═══ Records shown

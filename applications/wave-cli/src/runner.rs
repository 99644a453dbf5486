/// Batch runs: read a library and a command stream, write the results
use crate::error::{CliError, Result};
use serde::de::DeserializeOwned;
use serde_json::Value;
use std::fs;
use std::path::{Path, PathBuf};
use wave_core::Library;
use wave_engine::{CommandEnvelope, CommandOutput, Engine, EngineConfig};

/// Inputs and outputs of one run
#[derive(Debug, Clone)]
pub struct RunFiles {
    pub library: PathBuf,
    pub commands: PathBuf,
    /// Results go to stdout when unset
    pub output: Option<PathBuf>,
}

fn read_json<T: DeserializeOwned>(path: &Path) -> Result<T> {
    let text = fs::read_to_string(path).map_err(|source| CliError::Read {
        path: path.to_path_buf(),
        source,
    })?;
    serde_json::from_str(&text).map_err(|source| CliError::Json {
        path: path.to_path_buf(),
        source,
    })
}

/// Read the initial library
pub fn read_library(path: &Path) -> Result<Library> {
    let library: Library = read_json(path)?;
    tracing::info!(
        songs = library.songs.len(),
        podcasts = library.podcasts.len(),
        users = library.users.len(),
        "Loaded library from {}",
        path.display()
    );
    Ok(library)
}

/// Read the command stream.
///
/// Entries the engine does not understand are logged and skipped; the rest
/// of the stream still runs.
pub fn read_commands(path: &Path) -> Result<Vec<CommandEnvelope>> {
    let raw: Vec<Value> = read_json(path)?;
    let total = raw.len();

    let commands: Vec<CommandEnvelope> = raw
        .into_iter()
        .enumerate()
        .filter_map(|(index, value)| {
            let name = value
                .get("command")
                .and_then(Value::as_str)
                .unwrap_or("<missing>")
                .to_string();
            match serde_json::from_value(value) {
                Ok(command) => Some(command),
                Err(e) => {
                    tracing::warn!(index, command = %name, "Skipping command: {}", e);
                    None
                }
            }
        })
        .collect();

    tracing::info!(
        accepted = commands.len(),
        skipped = total - commands.len(),
        "Loaded commands from {}",
        path.display()
    );
    Ok(commands)
}

/// Run `commands` against `library` and return one record per command
pub fn simulate(
    config: EngineConfig,
    library: Library,
    commands: Vec<CommandEnvelope>,
) -> Vec<CommandOutput> {
    let mut engine = Engine::new(config, library);
    engine.run(commands)
}

/// Pretty-printed JSON array of the result records
pub fn render(outputs: &[CommandOutput]) -> Result<String> {
    Ok(serde_json::to_string_pretty(outputs)?)
}

/// Read both inputs, run them and write the results.
///
/// Returns the number of result records written.
pub fn run(config: EngineConfig, files: &RunFiles) -> Result<usize> {
    let library = read_library(&files.library)?;
    let commands = read_commands(&files.commands)?;

    let outputs = simulate(config, library, commands);
    let rendered = render(&outputs)?;

    match &files.output {
        Some(path) => {
            fs::write(path, rendered + "\n").map_err(|source| CliError::Write {
                path: path.clone(),
                source,
            })?;
            tracing::info!("Wrote {} results to {}", outputs.len(), path.display());
        }
        None => println!("{rendered}"),
    }

    Ok(outputs.len())
}
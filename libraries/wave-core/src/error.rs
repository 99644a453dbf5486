/// Core error types for Wave
use thiserror::Error;

use crate::types::UserRole;

/// Result type alias using `WaveError`
pub type Result<T> = std::result::Result<T, WaveError>;

/// Broad classification of a rejected operation.
///
/// Every failure inside the engine is recovered locally and reported as a
/// message; the kind only tells callers which family the failure belongs to.
#[derive(Debug, Clone, Copy, PartialEq, Eq)]
pub enum ErrorKind {
    /// Bad reference or malformed input (unknown id, duplicate name, ...)
    Validation,
    /// Operation not valid for the current state (nothing loaded, offline, ...)
    State,
    /// Unknown username
    NotFound,
}

/// Core error type for Wave
#[derive(Error, Debug, Clone, PartialEq)]
pub enum WaveError {
    /// Bad input or reference
    #[error("{0}")]
    Validation(String),

    /// Operation invalid for the current state
    #[error("{0}")]
    State(String),

    /// No user with this name exists under any role
    #[error("The username {username} doesn't exist.")]
    NotFound {
        /// Name that was looked up
        username: String,
    },

    /// The user exists, but under a different role
    #[error("{username} is not {}.", .expected.article_name())]
    WrongRole {
        /// Name that was looked up
        username: String,
        /// Role the operation required
        expected: UserRole,
    },
}

impl WaveError {
    /// Create a validation error
    pub fn validation(msg: impl Into<String>) -> Self {
        Self::Validation(msg.into())
    }

    /// Create a state error
    pub fn state(msg: impl Into<String>) -> Self {
        Self::State(msg.into())
    }

    /// Create a not found error
    pub fn not_found(username: impl Into<String>) -> Self {
        Self::NotFound {
            username: username.into(),
        }
    }

    /// Create a wrong role error
    pub fn wrong_role(username: impl Into<String>, expected: UserRole) -> Self {
        Self::WrongRole {
            username: username.into(),
            expected,
        }
    }

    /// Classify this error
    pub fn kind(&self) -> ErrorKind {
        match self {
            Self::Validation(_) => ErrorKind::Validation,
            Self::State(_) => ErrorKind::State,
            Self::NotFound { .. } | Self::WrongRole { .. } => ErrorKind::NotFound,
        }
    }
}

#[cfg(test)]
mod tests {
    use super::*;

    #[test]
    fn not_found_message() {
        let err = WaveError::not_found("alice");
        assert_eq!(err.to_string(), "The username alice doesn't exist.");
        assert_eq!(err.kind(), ErrorKind::NotFound);
    }

    #[test]
    fn wrong_role_message_depends_on_role() {
        assert_eq!(
            WaveError::wrong_role("bob", UserRole::Listener).to_string(),
            "bob is not a normal user."
        );
        assert_eq!(
            WaveError::wrong_role("bob", UserRole::Artist).to_string(),
            "bob is not an artist."
        );
        assert_eq!(
            WaveError::wrong_role("bob", UserRole::Host).to_string(),
            "bob is not a host."
        );
    }
}
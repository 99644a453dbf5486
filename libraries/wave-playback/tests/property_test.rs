//! Property-based tests for playback sessions
//!
//! Uses proptest to verify the time-advance invariants across many random
//! sources, modes and timestamp splits.

use proptest::prelude::*;
use std::sync::Arc;
use wave_core::{Album, Song, Track};
use wave_playback::{PlaybackSession, PlaybackSource, RepeatMode, SessionConfig, ShufflePolicy};

// ===== Helpers =====

fn arbitrary_album() -> impl Strategy<Value = PlaybackSource> {
    prop::collection::vec(1u32..300, 1..12).prop_map(|durations| {
        let songs = durations
            .into_iter()
            .enumerate()
            .map(|(i, d)| Song::new(format!("Song {}", i), "Artist", "Album", "pop", 2020, d))
            .collect();
        PlaybackSource::Album(Arc::new(Album::new("Album", "Artist", 2020, "", songs)))
    })
}

fn arbitrary_repeat() -> impl Strategy<Value = RepeatMode> {
    prop_oneof![
        Just(RepeatMode::None),
        Just(RepeatMode::RepeatOnce),
        Just(RepeatMode::RepeatAll),
        Just(RepeatMode::RepeatCurrent),
    ]
}

fn arbitrary_policy() -> impl Strategy<Value = ShufflePolicy> {
    prop_oneof![
        Just(ShufflePolicy::KeepOrder),
        Just(ShufflePolicy::ReshuffleEachLoop),
    ]
}

fn prepared_session(
    source: PlaybackSource,
    repeat: RepeatMode,
    shuffle_seed: Option<u64>,
    policy: ShufflePolicy,
) -> PlaybackSession {
    let mut session = PlaybackSession::new(SessionConfig {
        shuffle_policy: policy,
        ..Default::default()
    });
    session.load(source, 0).unwrap();
    session.set_repeat(repeat).unwrap();
    if let Some(seed) = shuffle_seed {
        session.toggle_shuffle(seed).unwrap();
    }
    session
}

fn names(tracks: &[Track]) -> Vec<String> {
    tracks.iter().map(|t| t.name().to_string()).collect()
}

// ===== Property Tests =====

proptest! {
    /// Property: advancing in steps ends in the same state, with the same
    /// listens, as one jump to the final timestamp
    #[test]
    fn stepwise_advance_equals_single_jump(
        source in arbitrary_album(),
        repeat in arbitrary_repeat(),
        shuffle_seed in proptest::option::of(any::<u64>()),
        policy in arbitrary_policy(),
        mut steps in prop::collection::vec(0i64..2_000, 1..10),
    ) {
        steps.sort_unstable();
        let end = *steps.last().unwrap();

        let mut stepped = prepared_session(source.clone(), repeat, shuffle_seed, policy);
        let mut stepped_listens = Vec::new();
        for &at in &steps {
            stepped_listens.extend(stepped.advance_to(at));
        }

        let mut jumped = prepared_session(source, repeat, shuffle_seed, policy);
        let jumped_listens = jumped.advance_to(end);

        prop_assert_eq!(stepped.state(), jumped.state());
        prop_assert_eq!(stepped.status(), jumped.status());
        prop_assert_eq!(names(&stepped_listens), names(&jumped_listens));
    }

    /// Property: a second advance to the same timestamp changes nothing
    #[test]
    fn advance_is_idempotent(
        source in arbitrary_album(),
        repeat in arbitrary_repeat(),
        at in 0i64..5_000,
    ) {
        let mut session = prepared_session(source, repeat, None, ShufflePolicy::KeepOrder);
        session.advance_to(at);
        let settled = session.state().cloned();

        prop_assert!(session.advance_to(at).is_empty());
        prop_assert_eq!(session.state().cloned(), settled);
    }

    /// Property: toggling shuffle never changes the current track or position
    #[test]
    fn shuffle_toggle_preserves_current_track(
        source in arbitrary_album(),
        seed in any::<u64>(),
        at in 0i64..1_000,
    ) {
        let mut session = prepared_session(source, RepeatMode::RepeatAll, None, ShufflePolicy::KeepOrder);
        session.advance_to(at);
        let track = session.current_track();
        let position = session.state().unwrap().position();

        session.toggle_shuffle(seed).unwrap();
        prop_assert_eq!(session.current_track(), track.clone());
        prop_assert_eq!(session.state().unwrap().position(), position);

        session.toggle_shuffle(seed).unwrap();
        prop_assert_eq!(session.current_track(), track);
        prop_assert_eq!(session.state().unwrap().position(), position);
    }

    /// Property: position always stays inside the current track
    #[test]
    fn position_stays_below_duration(
        source in arbitrary_album(),
        repeat in arbitrary_repeat(),
        at in 0i64..10_000,
    ) {
        let mut session = prepared_session(source, repeat, None, ShufflePolicy::KeepOrder);
        session.advance_to(at);

        if let Some(track) = session.current_track() {
            prop_assert!(session.state().unwrap().position() < track.duration());
        }
    }
}
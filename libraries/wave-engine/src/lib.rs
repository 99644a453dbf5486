//! Wave - Session Engine
//!
//! Replays a stream of timestamped user commands against a media library.
//!
//! This crate provides:
//! - `WorldState`: users, catalog, playlists, revenue and statistics
//! - Typed commands and one stateless handler per command
//! - Page navigation with live page rendering
//! - Premium/ad revenue attribution and the final artist ranking
//! - Wrapped (top-N) listening statistics
//!
//! # Example
//!
//! ```rust
//! use wave_core::{Library, Song, UserRecord, UserRole};
//! use wave_engine::{CommandEnvelope, Engine, EngineConfig};
//!
//! let library = Library {
//!     songs: vec![Song::new("Intro", "band", "Debut", "rock", 2021, 60)],
//!     podcasts: Vec::new(),
//!     users: vec![UserRecord {
//!         username: "alice".into(),
//!         age: 20,
//!         city: "Oslo".into(),
//!         role: UserRole::Listener,
//!     }],
//! };
//! let mut engine = Engine::new(EngineConfig::default(), library);
//!
//! let commands: Vec<CommandEnvelope> = serde_json::from_str(r#"[
//!     {"command": "search", "username": "alice", "timestamp": 1, "type": "song", "filters": {"name": "In"}},
//!     {"command": "select", "username": "alice", "timestamp": 2, "itemNumber": 1},
//!     {"command": "load", "username": "alice", "timestamp": 3}
//! ]"#).unwrap();
//!
//! let outputs = engine.run(commands);
//! assert_eq!(outputs[2].message.as_deref(), Some("Playback loaded successfully."));
//! assert_eq!(outputs.last().unwrap().command, "endProgram");
//! ```

pub mod command;
pub mod config;
mod engine;
pub mod error;
pub mod handlers;
pub mod monetization;
pub mod navigation;
pub mod output;
pub mod pages;
pub mod playlists;
pub mod search;
pub mod users;
pub mod world;
pub mod wrapped;

// Public exports
pub use command::{Command, CommandEnvelope};
pub use config::EngineConfig;
pub use engine::Engine;
pub use error::{EngineError, Result};
pub use monetization::{ArtistRanking, ListenRecord, MonetizationLedger};
pub use navigation::{NavigationEntry, NavigationStack, PageKind};
pub use output::{CommandOutput, Reply};
pub use playlists::{Playlist, PlaylistDirectory, Visibility};
pub use world::WorldState;
pub use wrapped::WrappedAggregator;
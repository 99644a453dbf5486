//! Player commands

use wave_playback::{PlaybackSource, Timestamp};

use crate::error::{EngineError, Result};
use crate::output::Reply;
use crate::world::WorldState;

/// Pause when playing, resume when paused
pub fn play_pause(world: &mut WorldState, user: &str, at: Timestamp) -> Result<Reply> {
    let listener = world.users.online_listener_mut(user)?;
    let paused = listener
        .session
        .toggle_pause(at)
        .map_err(|err| EngineError::playback(err, "attempting to pause or resume playback"))?;

    Ok(Reply::message(if paused {
        "Playback paused successfully."
    } else {
        "Playback resumed successfully."
    }))
}

/// Advance the repeat mode
pub fn repeat(world: &mut WorldState, user: &str) -> Result<Reply> {
    let session = &mut world.users.online_listener_mut(user)?.session;
    let mode = session
        .cycle_repeat()
        .map_err(|err| EngineError::playback(err, "setting the repeat status"))?;
    let collection = session
        .active_state()
        .is_some_and(|state| state.source().is_collection());

    Ok(Reply::message(format!(
        "Repeat mode changed to {}.",
        mode.label(collection).to_lowercase()
    )))
}

/// Enable or disable shuffle
pub fn shuffle(world: &mut WorldState, user: &str, seed: u64) -> Result<Reply> {
    let listener = world.users.online_listener_mut(user)?;
    let enabled = listener
        .session
        .toggle_shuffle(seed)
        .map_err(|err| EngineError::playback(err, "using the shuffle function"))?;

    Ok(Reply::message(if enabled {
        "Shuffle function activated successfully."
    } else {
        "Shuffle function deactivated successfully."
    }))
}

fn require_podcast(world: &mut WorldState, user: &str, action: &'static str) -> Result<()> {
    let listener = world.users.online_listener_mut(user)?;
    let state = listener
        .session
        .active_state()
        .ok_or(EngineError::NothingLoaded { action })?;
    match state.source() {
        PlaybackSource::Podcast(_) => Ok(()),
        _ => Err(EngineError::NotPodcast),
    }
}

/// Skip ahead inside the current episode
pub fn forward(world: &mut WorldState, user: &str) -> Result<Reply> {
    const ACTION: &str = "attempting to forward";
    require_podcast(world, user, ACTION)?;
    world
        .users
        .listener_mut(user)?
        .session
        .skip_forward()
        .map_err(|err| EngineError::playback(err, ACTION))?;
    Ok(Reply::message("Skipped forward successfully."))
}

/// Skip back inside the current episode
pub fn backward(world: &mut WorldState, user: &str) -> Result<Reply> {
    const ACTION: &str = "rewinding";
    require_podcast(world, user, ACTION)?;
    world
        .users
        .listener_mut(user)?
        .session
        .skip_backward()
        .map_err(|err| EngineError::playback(err, ACTION))?;
    Ok(Reply::message("Rewound successfully."))
}

/// Move to the following track
pub fn next(world: &mut WorldState, user: &str) -> Result<Reply> {
    const ACTION: &str = "skipping to the next track";
    let listener = world.users.online_listener_mut(user)?;
    let track = listener
        .session
        .next()
        .map_err(|err| EngineError::playback(err, ACTION))?
        .ok_or(EngineError::NothingLoaded { action: ACTION })?;

    Ok(Reply::message(format!(
        "Skipped to next track successfully. The current track is {}.",
        track.name()
    )))
}

/// Restart the current track or go back one
pub fn prev(world: &mut WorldState, user: &str) -> Result<Reply> {
    const ACTION: &str = "returning to the previous track";
    let listener = world.users.online_listener_mut(user)?;
    let track = listener
        .session
        .previous()
        .map_err(|err| EngineError::playback(err, ACTION))?
        .ok_or(EngineError::NothingLoaded { action: ACTION })?;

    Ok(Reply::message(format!(
        "Returned to previous track successfully. The current track is {}.",
        track.name()
    )))
}

/// Player snapshot
pub fn status(world: &mut WorldState, user: &str) -> Result<Reply> {
    let status = world.users.listener(user)?.session.player_status();
    Ok(Reply::Stats(
        serde_json::to_value(status).unwrap_or(serde_json::Value::Null),
    ))
}

/// Like or unlike the song playing
pub fn like(world: &mut WorldState, user: &str) -> Result<Reply> {
    let listener = world.users.online_listener_mut(user)?;
    let track = listener
        .session
        .current_track()
        .ok_or(EngineError::NothingLoaded {
            action: "liking or unliking",
        })?;
    let song = track.as_song().ok_or(EngineError::NotSong)?;
    let key = song.key();
    let likes = world.likes.entry(key.clone()).or_default();

    if let Some(index) = listener.liked.iter().position(|liked| liked.key() == key) {
        listener.liked.remove(index);
        *likes = likes.saturating_sub(1);
        Ok(Reply::message("Unlike registered successfully."))
    } else {
        listener.liked.push(song.clone());
        *likes += 1;
        Ok(Reply::message("Like registered successfully."))
    }
}
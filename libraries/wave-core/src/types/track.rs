/// Playable unit
use std::sync::Arc;

use super::{Episode, Song};

/// Anything the player can play: a song or a podcast episode
#[derive(Debug, Clone, PartialEq)]
pub enum Track {
    /// Song from the catalog
    Song(Arc<Song>),

    /// Podcast episode
    Episode(Arc<Episode>),
}

impl Track {
    /// Track title
    pub fn name(&self) -> &str {
        match self {
            Track::Song(song) => &song.name,
            Track::Episode(episode) => &episode.name,
        }
    }

    /// Duration in seconds
    pub fn duration(&self) -> u32 {
        match self {
            Track::Song(song) => song.duration,
            Track::Episode(episode) => episode.duration,
        }
    }

    /// The song, if this track is one
    pub fn as_song(&self) -> Option<&Arc<Song>> {
        match self {
            Track::Song(song) => Some(song),
            Track::Episode(_) => None,
        }
    }

    /// The episode, if this track is one
    pub fn as_episode(&self) -> Option<&Arc<Episode>> {
        match self {
            Track::Song(_) => None,
            Track::Episode(episode) => Some(episode),
        }
    }
}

══════

#### Problem description:
What is needed is an exact copy of the entries from their first line down to the line with "use std::fs;", that line included, and nothing beyond it.

#### Final answer:
filename applications/wave-cli/src/runner.rs
repository 99644a453dbf5486
/// Batch runs: read a library and a command stream, write the results
use crate::error::{CliError, Result};
use serde::de::DeserializeOwned;
use serde_json::Value;
use std::fs;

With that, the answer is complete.